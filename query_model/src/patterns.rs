//! Named query patterns
//!
//! Ready-made descriptors for the common marketplace searches, and a mapping
//! from flat request parameters to a descriptor.

use crate::builder::QueryBuilder;
use crate::condition::{Operator, TextSearchOptions};
use crate::descriptor::{QueryDescriptor, SortOrder};
use crate::errors::BuilderError;
use chrono::{DateTime, Utc};
use config::QueryConfig;
use serde::{Deserialize, Serialize};
use serde_json::Value;

const DEFAULT_PAGE_LIMIT: u32 = 12;
const CREATED_AT: &str = "created_at";

/// Flat search parameters as they arrive from a query string or form
#[derive(Debug, Clone, Default, PartialEq, Serialize, Deserialize)]
#[serde(default, rename_all = "camelCase")]
pub struct SearchParams {
    pub query: Option<String>,
    pub make: Option<String>,
    pub model: Option<String>,
    pub min_price: Option<f64>,
    pub max_price: Option<f64>,
    pub min_year: Option<i32>,
    pub max_year: Option<i32>,
    pub fuel_types: Vec<String>,
    pub sort: Option<String>,
    pub order: Option<SortOrder>,
    pub page: Option<u32>,
    pub limit: Option<u32>,
}

#[derive(Debug, Clone)]
pub struct CommonQueryPatterns {
    boost_field: String,
    popularity_field: String,
    page_limit: u32,
}

impl Default for CommonQueryPatterns {
    fn default() -> Self {
        Self {
            boost_field: "is_featured".to_string(),
            popularity_field: "view_count".to_string(),
            page_limit: DEFAULT_PAGE_LIMIT,
        }
    }
}

impl From<&QueryConfig> for CommonQueryPatterns {
    fn from(config: &QueryConfig) -> Self {
        Self {
            boost_field: config.boost_field.clone(),
            popularity_field: config.popularity_field.clone(),
            page_limit: DEFAULT_PAGE_LIMIT.min(config.max_page_limit),
        }
    }
}

impl CommonQueryPatterns {
    /// Free-text search over the search vector, first page
    pub fn text_search(&self, query: &str) -> Result<QueryDescriptor, BuilderError> {
        QueryBuilder::new()
            .text_search(query, TextSearchOptions::default())
            .paginate(1, self.page_limit)
            .build()
    }

    pub fn make_model(
        &self,
        make: &str,
        model: Option<&str>,
    ) -> Result<QueryDescriptor, BuilderError> {
        let mut builder = QueryBuilder::new().filter("make", Operator::Eq, make);
        if let Some(model) = model {
            builder = builder.filter("model", Operator::Eq, model);
        }
        builder
            .order_by(CREATED_AT, SortOrder::Desc)
            .paginate(1, self.page_limit)
            .build()
    }

    /// Listings priced within `[min, max]`, cheapest first
    pub fn price_range(&self, min: f64, max: f64) -> Result<QueryDescriptor, BuilderError> {
        QueryBuilder::new()
            .filter_between("price", min, max)
            .order_by("price", SortOrder::Asc)
            .paginate(1, self.page_limit)
            .build()
    }

    pub fn year_range(&self, min: i32, max: i32) -> Result<QueryDescriptor, BuilderError> {
        QueryBuilder::new()
            .filter_between("year", min, max)
            .order_by("year", SortOrder::Desc)
            .paginate(1, self.page_limit)
            .build()
    }

    /// Listings created at or after `since`, newest first
    pub fn recent_listings(&self, since: DateTime<Utc>) -> Result<QueryDescriptor, BuilderError> {
        QueryBuilder::new()
            .filter(CREATED_AT, Operator::Gte, since.to_rfc3339())
            .order_by(CREATED_AT, SortOrder::Desc)
            .paginate(1, self.page_limit)
            .build()
    }

    /// Boosted listings, most viewed first
    pub fn featured(&self) -> Result<QueryDescriptor, BuilderError> {
        QueryBuilder::new()
            .filter(&self.boost_field, Operator::Eq, true)
            .order_by(&self.popularity_field, SortOrder::Desc)
            .paginate(1, self.page_limit)
            .build()
    }

    /// Map flat parameters to a descriptor. Absent parameters add nothing;
    /// blank strings count as absent.
    pub fn from_params(&self, params: &SearchParams) -> Result<QueryDescriptor, BuilderError> {
        let mut builder = QueryBuilder::new();

        if let Some(query) = non_blank(&params.query) {
            builder = builder.text_search(query, TextSearchOptions::default());
        }
        if let Some(make) = non_blank(&params.make) {
            builder = builder.filter("make", Operator::Eq, make);
        }
        if let Some(model) = non_blank(&params.model) {
            builder = builder.filter("model", Operator::Eq, model);
        }
        if let Some(min) = params.min_price {
            builder = builder.filter("price", Operator::Gte, min);
        }
        if let Some(max) = params.max_price {
            builder = builder.filter("price", Operator::Lte, max);
        }
        if let Some(min) = params.min_year {
            builder = builder.filter("year", Operator::Gte, min);
        }
        if let Some(max) = params.max_year {
            builder = builder.filter("year", Operator::Lte, max);
        }
        match params.fuel_types.as_slice() {
            [] => {}
            [single] => builder = builder.filter("fuel_type", Operator::Eq, single.as_str()),
            many => {
                builder = builder.filter_in(
                    "fuel_type",
                    many.iter().map(|fuel| Value::from(fuel.as_str())),
                )
            }
        }
        if let Some(sort) = non_blank(&params.sort) {
            builder = builder.order_by(sort, params.order.unwrap_or_default());
        }

        let page = params.page.unwrap_or(1);
        let limit = params.limit.unwrap_or(self.page_limit);
        builder.paginate(page, limit).build()
    }
}

fn non_blank(value: &Option<String>) -> Option<&str> {
    value
        .as_deref()
        .map(str::trim)
        .filter(|value| !value.is_empty())
}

══════════════════════════════

**Problem description**
Where a line of the records contains the word "Some", count it; state only the final tally.

**Expected output**
9